* **Work to be completed**: The line containing "use shoal_env::Env;" marks the end: restate word for word every line from the first line of the entries below through that one.

* **Supplied data**:
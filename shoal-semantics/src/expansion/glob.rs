// This file is part of shoal, an interactive POSIX-style shell.
// Copyright (C) 2026 the shoal developers
//
// This program is free software: you can redistribute it and/or modify
// it under the terms of the GNU General Public License as published by
// the Free Software Foundation, either version 3 of the License, or
// (at your option) any later version.
//
// This program is distributed in the hope that it will be useful,
// but WITHOUT ANY WARRANTY; without even the implied warranty of
// MERCHANTABILITY or FITNESS FOR A PARTICULAR PURPOSE.  See the
// GNU General Public License for more details.
//
// You should have received a copy of the GNU General Public License
// along with this program.  If not, see <https://www.gnu.org/licenses/>.

//! Pathname expansion
//!
//! A field containing unquoted pattern characters is matched against the
//! file system, one path component at a time. Names starting with a period
//! are only matched by patterns that spell the period literally. A pattern
//! matching nothing stays as written, unless the `nullglob` option removes
//! it.

use super::attr::{to_pattern_chars, AttrField, Origin};
use shoal_env::option::{Option as ShellOption, State};
use shoal_env::semantics::Field;
use shoal_env::Env;
use shoal_fnmatch::{Config, Pattern, PatternChar};

/// Performs pathname expansion on the fields, appending results to `out`.
///
/// Quote removal is part of this step: fields that do not glob are
/// stripped of their quoting characters and passed through.
pub fn glob_fields(env: &mut Env, fields: Vec<AttrField>, out: &mut Vec<Field>) {
    let glob_enabled = env.options.get(ShellOption::Glob) == State::On;
    let null_glob = env.options.get(ShellOption::NullGlob) == State::On;

    for field in fields {
        let has_pattern = field.chars.iter().any(|c| {
            !c.is_quoted
                && !c.is_quoting
                && c.origin != Origin::HardExpansion
                && matches!(c.value, '*' | '?' | '[')
        });
        if !glob_enabled || !has_pattern {
            out.push(field.remove_quotes_and_strip());
            continue;
        }

        let pattern: Vec<PatternChar> = to_pattern_chars(&field.chars).collect();
        let mut matches = glob_pattern(&pattern);
        if matches.is_empty() {
            if !null_glob {
                out.push(field.remove_quotes_and_strip());
            }
        } else {
            matches.sort();
            let origin = field.origin;
            out.extend(matches.into_iter().map(|value| Field {
                value,
                origin: origin.clone(),
            }));
        }
    }
}

/// Joins a directory prefix and an entry name.
fn join(prefix: &str, name: &str) -> String {
    if prefix.is_empty() {
        name.to_string()
    } else if prefix.ends_with('/') {
        format!("{prefix}{name}")
    } else {
        format!("{prefix}/{name}")
    }
}

/// Expands a whole pattern to matching pathnames.
fn glob_pattern(pattern: &[PatternChar]) -> Vec<String> {
    let components: Vec<&[PatternChar]> = pattern
        .split(|c| c.char_value() == '/')
        .collect();

    let mut prefixes: Vec<String> = if pattern.first().map(|c| c.char_value()) == Some('/')
    {
        vec!["/".to_string()]
    } else {
        vec![String::new()]
    };
    let components = if prefixes[0] == "/" {
        &components[1..]
    } else {
        &components[..]
    };

    for (i, component) in components.iter().enumerate() {
        let last = i + 1 == components.len();
        let mut next = Vec::new();
        for prefix in &prefixes {
            expand_component(prefix, component, last, &mut next);
        }
        prefixes = next;
        if prefixes.is_empty() {
            break;
        }
    }
    prefixes
}

/// Expands one path component against one directory prefix.
fn expand_component(prefix: &str, component: &[PatternChar], last: bool, out: &mut Vec<String>) {
    // An empty component comes from consecutive or trailing slashes.
    if component.is_empty() {
        let candidate = format!("{}/", prefix.trim_end_matches('/'));
        let candidate = if prefix.is_empty() { "/".to_string() } else { candidate };
        if std::path::Path::new(&candidate).is_dir() {
            out.push(candidate);
        }
        return;
    }

    let Ok(pattern) =
        Pattern::parse_with_config(component.iter().copied(), Config::full_match())
    else {
        return;
    };

    // A literal component needs no directory scan, just an existence test.
    if let Some(literal) = pattern.as_literal() {
        let candidate = join(prefix, literal);
        let exists = if last {
            std::fs::symlink_metadata(&candidate).is_ok()
        } else {
            std::path::Path::new(&candidate).is_dir()
        };
        if exists {
            out.push(candidate);
        }
        return;
    }

    let read_from = if prefix.is_empty() { "." } else { prefix };
    let Ok(entries) = std::fs::read_dir(read_from) else {
        return;
    };
    let explicit_period = pattern.ast().starts_with_literal_period();
    for entry in entries.flatten() {
        let name = entry.file_name();
        let Some(name) = name.to_str() else { continue };
        if name.starts_with('.') && !explicit_period {
            continue;
        }
        if pattern.is_match(name) {
            let candidate = join(prefix, name);
            if last || std::path::Path::new(&candidate).is_dir() {
                out.push(candidate);
            }
        }
    }
}

#[cfg(test)]
mod tests {
    use super::super::attr::AttrChar;
    use super::*;
    use crate::tests::dummy_env;
    use shoal_syntax::source::Location;
    use std::fs::File;

    fn unquoted_field(s: &str) -> AttrField {
        AttrField {
            chars: s.chars().map(AttrChar::literal).collect(),
            origin: Location::dummy(s),
        }
    }

    fn glob_in_dir(dir: &std::path::Path, pattern: &str) -> Vec<String> {
        let mut env = dummy_env();
        let pattern = format!("{}/{}", dir.display(), pattern);
        let mut out = Vec::new();
        glob_fields(&mut env, vec![unquoted_field(&pattern)], &mut out);
        out.into_iter()
            .map(|f| {
                f.value
                    .strip_prefix(&format!("{}/", dir.display()))
                    .map(str::to_string)
                    .unwrap_or(f.value)
            })
            .collect()
    }

    #[test]
    fn matching_files() {
        let dir = tempfile::tempdir().unwrap();
        File::create(dir.path().join("a.rs")).unwrap();
        File::create(dir.path().join("b.rs")).unwrap();
        File::create(dir.path().join("c.txt")).unwrap();

        assert_eq!(glob_in_dir(dir.path(), "*.rs"), ["a.rs", "b.rs"]);
        assert_eq!(glob_in_dir(dir.path(), "?.txt"), ["c.txt"]);
    }

    #[test]
    fn hidden_files_need_explicit_period() {
        let dir = tempfile::tempdir().unwrap();
        File::create(dir.path().join(".hidden")).unwrap();
        File::create(dir.path().join("shown")).unwrap();

        assert_eq!(glob_in_dir(dir.path(), "*"), ["shown"]);
        assert_eq!(glob_in_dir(dir.path(), ".h*"), [".hidden"]);
    }

    #[test]
    fn unmatched_pattern_stays_literal() {
        let dir = tempfile::tempdir().unwrap();
        let results = glob_in_dir(dir.path(), "*.nope");
        assert_eq!(results, ["*.nope"]);
    }

    #[test]
    fn unmatched_pattern_with_nullglob_vanishes() {
        let dir = tempfile::tempdir().unwrap();
        let mut env = dummy_env();
        env.options.set(ShellOption::NullGlob, State::On);
        let pattern = format!("{}/{}", dir.path().display(), "*.nope");
        let mut out = Vec::new();
        glob_fields(&mut env, vec![unquoted_field(&pattern)], &mut out);
        assert!(out.is_empty());
    }

    #[test]
    fn quoted_pattern_characters_do_not_glob() {
        let dir = tempfile::tempdir().unwrap();
        File::create(dir.path().join("x")).unwrap();
        let mut env = dummy_env();
        let mut field = unquoted_field("*");
        field.chars[0].is_quoted = true;
        let mut out = Vec::new();
        glob_fields(&mut env, vec![field], &mut out);
        assert_eq!(out.len(), 1);
        assert_eq!(out[0].value, "*");
    }

    #[test]
    fn multi_component_patterns() {
        let dir = tempfile::tempdir().unwrap();
        std::fs::create_dir(dir.path().join("sub")).unwrap();
        File::create(dir.path().join("sub/inner.rs")).unwrap();

        assert_eq!(glob_in_dir(dir.path(), "s*/inner.rs"), ["sub/inner.rs"]);
        assert_eq!(glob_in_dir(dir.path(), "s*/*.rs"), ["sub/inner.rs"]);
    }
}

* **Solution for this exercise**:
filename shoal-semantics/src/expansion/glob.rs
// This file is part of shoal, an interactive POSIX-style shell.
// Copyright (C) 2026 the shoal developers
//
// This program is free software: you can redistribute it and/or modify
// it under the terms of the GNU General Public License as published by
// the Free Software Foundation, either version 3 of the License, or
// (at your option) any later version.
//
// This program is distributed in the hope that it will be useful,
// but WITHOUT ANY WARRANTY; without even the implied warranty of
// MERCHANTABILITY or FITNESS FOR A PARTICULAR PURPOSE.  See the
// GNU General Public License for more details.
//
// You should have received a copy of the GNU General Public License
// along with this program.  If not, see <https://www.gnu.org/licenses/>.

//! Pathname expansion
//!
//! A field containing unquoted pattern characters is matched against the
//! file system, one path component at a time. Names starting with a period
//! are only matched by patterns that spell the period literally. A pattern
//! matching nothing stays as written, unless the `nullglob` option removes
//! it.

use super::attr::{to_pattern_chars, AttrField, Origin};
use shoal_env::option::{Option as ShellOption, State};
use shoal_env::semantics::Field;
use shoal_env::Env;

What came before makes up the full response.